Thanks to a 1712 map, Beall is the first person documented to have lived along Rock Creek. Another feature on the map is an Indian trail, which more or less became Wisconsin Avenue.
House and Gardens
A house was built in 1801 within the original Rock of Dumbarton parcel on the highest point in Georgetown. The home was enlarged in the mid-19th century and named The Oaks. US diplomat Robert Bliss and his wife Mildred Barnes Bliss purchased the mansion in 1920 and called it Dumbarton Oaks. They not only preserved the house, they hired landscape architect Beatrix Farrand to create one of America’s greatest showplaces of landscape design. Farrand, the nation’s first female professional landscape architect, arranged formal gardens near the mansion, which gave way to informal gardens and finally to a naturalistic setting highlighted by newly created ponds and waterfalls.
For their 30th wedding anniversary, the couple commissioned a chamber piece by Igor Stravinsky. The Concerto in E-flat, subtitled Dumbarton Oaks, had its private premiere at the estate in 1938, four weeks before its public debut in Paris.
Robert and Mildred Bliss would give us much more than a piece of music. In 1940, they donated the entire property. Mr. Bliss’s alma mater, Harvard University, received the mansion and formal gardens. They have become the Dumbarton Oaks Research Library and Collection, whose gardens and celebrated exhibits of Byzantine, Pre-Columbian and European art are open to the public. The United Nations was formulated in 1944 at a conference at Dumbarton Oaks.
Two of Rock Creek's Sister Parks
The remaining 27 acres became a gift to the American people—Dumbarton Oaks Park, now managed by Rock Creek Park and supported by the Dumbarton Oaks Park Conservancy. Entering at the evocatively named Lovers’ Lane (or either of two other entrances), visitors can stroll through a "planned wilderness" of forest and meadow; find peace beside a stream, waterfall or scenic bridge; linger in the forsythia walk and enjoy colorful wildflowers and bulbs.

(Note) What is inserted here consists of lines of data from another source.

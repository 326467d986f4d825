//! Instruction encoder (pass 2).
//!
//! Turns one laid-out [`Instruction`] into its 16-bit word. Every opcode is
//! its base word from [`Opcode::info`] with the operand fields OR-ed in:
//!
//! ```text
//!  15    12 11     8 7      4 3      0
//! +--------+--------+--------+--------+
//! |   f1   |   rs   |   rd   |   f0   |
//! +--------+--------+--------+--------+
//! |      imm8       |
//! +-----------------+
//! ```

use alloc::format;
use alloc::string::ToString;

use crate::error::{AsmError, Span};
use crate::ir::*;
use crate::resolver::SymbolTable;

/// Accepted range of an 8-bit immediate (signed or unsigned spelling).
pub const IMM8_RANGE: (i64, i64) = (-128, 255);
/// Accepted range of a 4-bit signed immediate.
pub const SIMM4_RANGE: (i64, i64) = (-8, 7);
/// Accepted range of a relative displacement.
pub const REL8_RANGE: (i64, i64) = (-128, 127);

const RD_SHIFT: u16 = 4;
const RS_SHIFT: u16 = 8;
const F1_SHIFT: u16 = 12;
const IMM8_SHIFT: u16 = 8;

/// Result of encoding one instruction.
#[derive(Debug, Clone, Copy, PartialEq, Eq)]
pub struct Encoded {
    /// The instruction word.
    pub word: u16,
    /// Resolved address of a symbolic relative target, for listings.
    pub target: Option<u16>,
}

/// Encode `instr`, placed at `address`, resolving labels through `symbols`.
///
/// # Errors
///
/// - [`AsmError::UnresolvedSymbol`] for an unknown label;
/// - [`AsmError::ImmediateOutOfRange`] for an immediate that does not fit;
/// - [`AsmError::DisplacementOutOfRange`] for a relative target more than a
///   signed byte away;
/// - [`AsmError::Syntax`] if the operands do not match the opcode's form
///   (the parser normally rejects these earlier).
pub fn encode_instruction(
    instr: &Instruction,
    address: u16,
    symbols: &SymbolTable,
) -> Result<Encoded, AsmError> {
    let info = instr.opcode.info();
    let mut word = info.base;
    let mut target = None;

    match info.form {
        Form::Bare => {}
        Form::Rd => {
            word |= register(instr, 0)?.field() << RD_SHIFT;
        }
        Form::RdRs => {
            word |= register(instr, 0)?.field() << RD_SHIFT;
            word |= register(instr, 1)?.field() << RS_SHIFT;
        }
        Form::RdImm8 => {
            word |= register(instr, 0)?.field() << RD_SHIFT;
            let value = immediate(instr, 1, IMM8_RANGE)?;
            word |= u16::from(value as u8) << IMM8_SHIFT;
        }
        Form::RdSimm4 => {
            word |= register(instr, 0)?.field() << RD_SHIFT;
            let value = immediate(instr, 1, SIMM4_RANGE)?;
            word |= ((value & 0xF) as u16) << RS_SHIFT;
        }
        Form::Rs => {
            word |= register(instr, 0)?.field() << RS_SHIFT;
        }
        Form::Rs16 => {
            word |= pair(instr, 0)?.field() << RS_SHIFT;
        }
        Form::Rel8 => {
            let (disp, resolved) = displacement(instr, address, symbols)?;
            word |= u16::from(disp as u8) << IMM8_SHIFT;
            target = resolved;
        }
    }

    if let Some(slot) = info.condition {
        let cond = instr.condition.ok_or_else(|| AsmError::Syntax {
            msg: format!(
                "'{}' requires a condition suffix (e.g. '{}.z')",
                instr.opcode, instr.opcode
            ),
            span: instr.span,
        })?;
        word |= match slot {
            ConditionSlot::Rd => cond.code() << RD_SHIFT,
            ConditionSlot::Minor => cond.code() << F1_SHIFT,
        };
    }

    Ok(Encoded { word, target })
}

fn operand(instr: &Instruction, index: usize) -> Result<&Located, AsmError> {
    instr.operands.get(index).ok_or_else(|| AsmError::Syntax {
        msg: format!("'{}' is missing operand {}", instr.mnemonic(), index + 1),
        span: instr.span,
    })
}

fn mismatch(instr: &Instruction, kind: OperandKind, span: Span) -> AsmError {
    AsmError::Syntax {
        msg: format!("expected {} operand for '{}'", kind, instr.mnemonic()),
        span,
    }
}

fn register(instr: &Instruction, index: usize) -> Result<Register, AsmError> {
    let arg = operand(instr, index)?;
    match arg.operand {
        Operand::Register(r) => Ok(r),
        _ => Err(mismatch(instr, OperandKind::Register, arg.span)),
    }
}

fn pair(instr: &Instruction, index: usize) -> Result<RegisterPair, AsmError> {
    let arg = operand(instr, index)?;
    match arg.operand {
        Operand::RegisterPair(p) => Ok(p),
        _ => Err(mismatch(instr, OperandKind::RegisterPair, arg.span)),
    }
}

fn immediate(instr: &Instruction, index: usize, (min, max): (i64, i64)) -> Result<i64, AsmError> {
    let arg = operand(instr, index)?;
    let Operand::Immediate(imm) = arg.operand else {
        return Err(mismatch(instr, OperandKind::Immediate, arg.span));
    };
    if imm.value < min || imm.value > max {
        return Err(AsmError::ImmediateOutOfRange {
            value: imm.value,
            min,
            max,
            span: arg.span,
        });
    }
    Ok(imm.value)
}

/// Signed displacement of the relative operand, measured from the branch's
/// own address. A literal is taken as the displacement itself.
fn displacement(
    instr: &Instruction,
    address: u16,
    symbols: &SymbolTable,
) -> Result<(i64, Option<u16>), AsmError> {
    let arg = operand(instr, 0)?;
    let (disp, target) = match &arg.operand {
        Operand::Immediate(imm) => (imm.value, None),
        Operand::Symbol(sym) => {
            let target = symbols.resolve(sym, address, arg.span)?;
            (i64::from(target) - i64::from(address), Some(target))
        }
        _ => return Err(mismatch(instr, OperandKind::Target, arg.span)),
    };
    let (min, max) = REL8_RANGE;
    if disp < min || disp > max {
        return Err(AsmError::DisplacementOutOfRange {
            target: arg.operand.to_string(),
            disp,
            span: arg.span,
        });
    }
    Ok((disp, target))
}

/// Field view of an encoded word, following the same slot layout the
/// encoder packs.
#[derive(Debug, Clone, Copy, PartialEq, Eq)]
pub struct Fields(pub u16);

impl Fields {
    /// Bits 0..=3.
    pub fn f0(self) -> u16 {
        self.0 & 0xF
    }

    /// Bits 4..=7.
    pub fn rd(self) -> u16 {
        (self.0 >> RD_SHIFT) & 0xF
    }

    /// Bits 8..=11.
    pub fn rs(self) -> u16 {
        (self.0 >> RS_SHIFT) & 0xF
    }

    /// Bits 12..=15.
    pub fn f1(self) -> u16 {
        self.0 >> F1_SHIFT
    }

    /// Bits 8..=15 as an unsigned byte.
    pub fn imm8(self) -> u8 {
        (self.0 >> IMM8_SHIFT) as u8
    }

    /// Bits 8..=15 as a signed displacement.
    pub fn disp8(self) -> i8 {
        self.imm8() as i8
    }

    /// Target of a relative jump placed at `address`, if it stays inside
    /// the address space.
    pub fn relative_target(self, address: u16) -> Option<u16> {
        let target = i32::from(address) + i32::from(self.disp8());
        u16::try_from(target).ok()
    }
}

Next door—also under Rock Creek supervision—is Montrose Park, on a parcel originally called Parrott’s Woods. During the early 19th century, rope tycoon Robert Parrott would let Georgetown residents visit his property for picnics and other gatherings. His workers used the long walkway lit by gas lamps as a “ropewalk”—the place where rope was braided.
The Other Dumbarton House
A home built in 1799 on another part of the original Rock of Dumbarton tract was renamed Dumbarton House by the National Society of the Colonial Dames of America after the group had it restored with 18th and 19th century furniture and decorative arts. Since 1932 it has served as a museum and the Society’s headquarters. Dumbarton House also has a connection with the Dumbarton (or Q Street) Bridge over Rock Creek. The home was moved about 100 feet north in 1915 to allow Q Street to be extended to the bridge and to the Dupont Circle area beyond.